## What is being asked
Using the records below, please work out how many lines contain "message"; answer with the number alone.

## Given entries
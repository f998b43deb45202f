//! JSON shapes returned by `POST /api/advice/`.
//!
//! Every top-level field is optional; an absent field means the matching
//! section is not rendered. Unknown fields are ignored.

use crate::error::TransportError;
use serde::de::{MapAccess, Visitor};
use serde::{Deserialize, Deserializer};
use std::fmt;

/// Response body of the advice endpoint.
#[derive(Debug, Clone, Default, PartialEq, Deserialize)]
pub struct AdviceResponse {
    #[serde(default)]
    pub weather: Option<WeatherReport>,
    #[serde(default)]
    pub disease: Option<DiseaseReport>,
    #[serde(default)]
    pub crop: Option<String>,
    #[serde(default)]
    pub advice: Option<AdviceText>,
    /// Non-fatal partial-failure notice
    #[serde(default)]
    pub warning: Option<String>,
    /// Set by the backend when the whole request was rejected
    #[serde(default)]
    pub error: Option<String>,
}

impl AdviceResponse {
    /// Parse a response body. Anything that is not a JSON object of the
    /// expected shape is a parse error.
    pub fn from_json(body: &str) -> Result<Self, TransportError> {
        Ok(serde_json::from_str(body)?)
    }
}

/// Weather block, passed through from the weather provider.
#[derive(Debug, Clone, Default, PartialEq, Deserialize)]
pub struct WeatherReport {
    #[serde(default)]
    pub main: Option<WeatherMain>,
    #[serde(default)]
    pub weather: Option<Vec<WeatherCondition>>,
    #[serde(default)]
    pub wind: Option<Wind>,
    /// Provider failure reported in place of data
    #[serde(default)]
    pub error: Option<String>,
}

impl WeatherReport {
    /// True when the block carries nothing but an error.
    pub fn is_error_only(&self) -> bool {
        self.error.is_some() && self.main.is_none() && self.conditions().is_empty()
    }

    pub fn temperature(&self) -> Option<f64> {
        self.main.as_ref().and_then(|m| m.temp)
    }

    pub fn humidity(&self) -> Option<f64> {
        self.main.as_ref().and_then(|m| m.humidity)
    }

    pub fn pressure(&self) -> Option<f64> {
        self.main.as_ref().and_then(|m| m.pressure)
    }

    pub fn wind_speed(&self) -> Option<f64> {
        self.wind.as_ref().and_then(|w| w.speed)
    }

    pub fn conditions(&self) -> &[WeatherCondition] {
        self.weather.as_deref().unwrap_or(&[])
    }

    /// Description of the first reported condition.
    pub fn description(&self) -> Option<&str> {
        self.conditions()
            .first()
            .and_then(|c| c.description.as_deref())
            .filter(|d| !d.is_empty())
    }

    /// Short condition name ("Rain", "Clear") of the first reported condition.
    pub fn condition(&self) -> Option<&str> {
        self.conditions()
            .first()
            .and_then(|c| c.main.as_deref().or(c.description.as_deref()))
    }
}

#[derive(Debug, Clone, Default, PartialEq, Deserialize)]
pub struct WeatherMain {
    #[serde(default)]
    pub temp: Option<f64>,
    #[serde(default)]
    pub humidity: Option<f64>,
    #[serde(default)]
    pub pressure: Option<f64>,
}

#[derive(Debug, Clone, Default, PartialEq, Deserialize)]
pub struct WeatherCondition {
    #[serde(default)]
    pub main: Option<String>,
    #[serde(default)]
    pub description: Option<String>,
}

#[derive(Debug, Clone, Default, PartialEq, Deserialize)]
pub struct Wind {
    #[serde(default)]
    pub speed: Option<f64>,
}

/// Disease classification block.
#[derive(Debug, Clone, Default, PartialEq, Deserialize)]
pub struct DiseaseReport {
    #[serde(default)]
    pub predicted_label: Option<String>,
    /// Confidence of `predicted_label`, 0-1
    #[serde(default)]
    pub confidence: Option<f64>,
    #[serde(default)]
    pub probabilities: Option<Probabilities>,
    #[serde(default)]
    pub error: Option<String>,
}

/// Label to probability mapping, kept in document order.
#[derive(Debug, Clone, Default, PartialEq)]
pub struct Probabilities(pub Vec<(String, f64)>);

impl Probabilities {
    pub fn iter(&self) -> impl Iterator<Item = (&str, f64)> {
        self.0.iter().map(|(label, p)| (label.as_str(), *p))
    }

    pub fn len(&self) -> usize {
        self.0.len()
    }

    pub fn is_empty(&self) -> bool {
        self.0.is_empty()
    }
}

impl<'de> Deserialize<'de> for Probabilities {
    fn deserialize<D>(deserializer: D) -> Result<Self, D::Error>
    where
        D: Deserializer<'de>,
    {
        struct ProbabilitiesVisitor;

        impl<'de> Visitor<'de> for ProbabilitiesVisitor {
            type Value = Probabilities;

            fn expecting(&self, f: &mut fmt::Formatter) -> fmt::Result {
                f.write_str("a map of label to probability")
            }

            fn visit_map<A>(self, mut map: A) -> Result<Self::Value, A::Error>
            where
                A: MapAccess<'de>,
            {
                let mut entries = Vec::with_capacity(map.size_hint().unwrap_or(0));
                while let Some((label, value)) = map.next_entry::<String, serde_json::Value>()? {
                    // Non-numeric entries cannot be drawn as a bar
                    if let Some(p) = value.as_f64() {
                        entries.push((label, p));
                    }
                }
                Ok(Probabilities(entries))
            }
        }

        deserializer.deserialize_map(ProbabilitiesVisitor)
    }
}

/// Advisory text: a single string or a list of recommendations.
#[derive(Debug, Clone, PartialEq, Deserialize)]
#[serde(untagged)]
pub enum AdviceText {
    Single(String),
    Lines(Vec<String>),
}

impl AdviceText {
    /// The text to display, or `None` when there is nothing to show.
    pub fn to_text(&self) -> Option<String> {
        let text = match self {
            AdviceText::Single(s) => s.clone(),
            AdviceText::Lines(lines) => lines
                .iter()
                .map(|l| l.trim())
                .filter(|l| !l.is_empty())
                .collect::<Vec<_>>()
                .join("\n"),
        };
        if text.trim().is_empty() {
            None
        } else {
            Some(text)
        }
    }
}
//! Frames of the "Analyzing" loading animation.

/// Text shown in front of the animated dots.
pub const ANALYZING_LABEL: &str = "Analyzing";

const FRAMES: [&str; 4] = ["", ".", "..", "..."];

/// Frame for the given tick: zero to three dots, repeating every four ticks.
pub fn frame(tick: usize) -> &'static str {
    FRAMES[tick % FRAMES.len()]
}

/// Endless iterator over animation frames, starting with no dots.
#[derive(Debug, Clone, Default)]
pub struct DotsCycle {
    tick: usize,
}

impl DotsCycle {
    pub fn new() -> Self {
        Self::default()
    }
}

impl Iterator for DotsCycle {
    type Item = &'static str;

    fn next(&mut self) -> Option<Self::Item> {
        let current = frame(self.tick);
        self.tick = self.tick.wrapping_add(1);
        Some(current)
    }
}

#[cfg(test)]
mod tests {
    use super::*;

    #[test]
    fn test_cycle_repeats_every_four() {
        let frames: Vec<&str> = DotsCycle::new().take(9).collect();
        assert_eq!(frames, vec!["", ".", "..", "...", "", ".", "..", "...", ""]);
    }

    #[test]
    fn test_frame_by_tick() {
        assert_eq!(frame(0), "");
        assert_eq!(frame(3), "...");
        assert_eq!(frame(6), "..");
    }
}
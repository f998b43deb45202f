//! Agro CLI - submit a leaf image and city, print weather, diagnosis and advice.

use clap::Parser;

#[derive(Parser)]
#[command(
    name = "agro-cli",
    version,
    about = "Smart agro advisor client"
)]
struct Cli {
    #[command(subcommand)]
    command: agro_cmd::Command,
}

#[tokio::main]
async fn main() -> anyhow::Result<()> {
    env_logger::init();
    let cli = Cli::parse();
    agro_cmd::run(cli.command).await
}
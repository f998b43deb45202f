//! Typed wrappers around the browser APIs the upload page needs.
//!
//! Everything that touches `window`, `document` or `localStorage` lives here
//! so components and the submission flow stay free of raw `web-sys` calls.

use agro_advice::{CityStore, ImageSource, StoreError};
use dioxus::prelude::*;
use dioxus::web::WebEventExt;
use wasm_bindgen::JsCast;
use web_sys::{File, HtmlInputElement};

/// A file chosen in the browser, by drop or by picker.
#[derive(Clone, Debug, PartialEq)]
pub struct WebImage(pub File);

impl ImageSource for WebImage {
    fn file_name(&self) -> String {
        self.0.name()
    }

    fn mime_type(&self) -> String {
        self.0.type_()
    }
}

/// `localStorage`, or `None` when the page has none or it is blocked
/// (sandboxed frames, storage disabled).
fn local_storage() -> Option<web_sys::Storage> {
    web_sys::window()?.local_storage().ok().flatten()
}

/// City persisted in `localStorage` as a raw string under one key.
///
/// Without storage nothing is remembered: `load` finds no city and `save`
/// reports `StoreError::Unavailable`.
#[derive(Clone, Debug)]
pub struct LocalStorageCityStore {
    key: String,
}

impl LocalStorageCityStore {
    pub fn new(key: impl Into<String>) -> Self {
        Self { key: key.into() }
    }
}

impl CityStore for LocalStorageCityStore {
    fn load(&self) -> Option<String> {
        local_storage()?.get_item(&self.key).ok().flatten()
    }

    fn save(&mut self, city: &str) -> Result<(), StoreError> {
        local_storage()
            .ok_or(StoreError::Unavailable)?
            .set_item(&self.key, city)
            .map_err(|e| StoreError::Write {
                key: self.key.clone(),
                reason: format!("{:?}", e),
            })
    }
}

/// Show a blocking alert.
pub fn alert(message: &str) {
    if let Some(window) = web_sys::window() {
        let _ = window.alert_with_message(message);
    }
}

fn file_input(input_id: &str) -> Option<HtmlInputElement> {
    web_sys::window()?
        .document()?
        .get_element_by_id(input_id)?
        .dyn_into::<HtmlInputElement>()
        .ok()
}

/// Open the native file picker behind the file input `input_id`.
pub fn open_file_picker(input_id: &str) {
    match file_input(input_id) {
        Some(input) => input.click(),
        None => log::warn!("File input #{} not found", input_id),
    }
}

/// First file currently selected in the file input `input_id`.
pub fn selected_file(input_id: &str) -> Option<WebImage> {
    file_input(input_id)?.files()?.get(0).map(WebImage)
}

/// Clear the file input so picking the same file again fires `change`.
pub fn reset_file_input(input_id: &str) {
    if let Some(input) = file_input(input_id) {
        input.set_value("");
    }
}

/// First file of a drop, if the drop carried any.
pub fn dropped_file(evt: &Event<DragData>) -> Option<WebImage> {
    let drag = evt.try_as_web_event()?;
    drag.data_transfer()?.files()?.get(0).map(WebImage)
}

/// Object URL for previewing `image` without uploading it.
pub fn object_url(image: &WebImage) -> Option<String> {
    web_sys::Url::create_object_url_with_blob(&image.0).ok()
}

pub fn revoke_object_url(url: &str) {
    let _ = web_sys::Url::revoke_object_url(url);
}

## Exercise output
2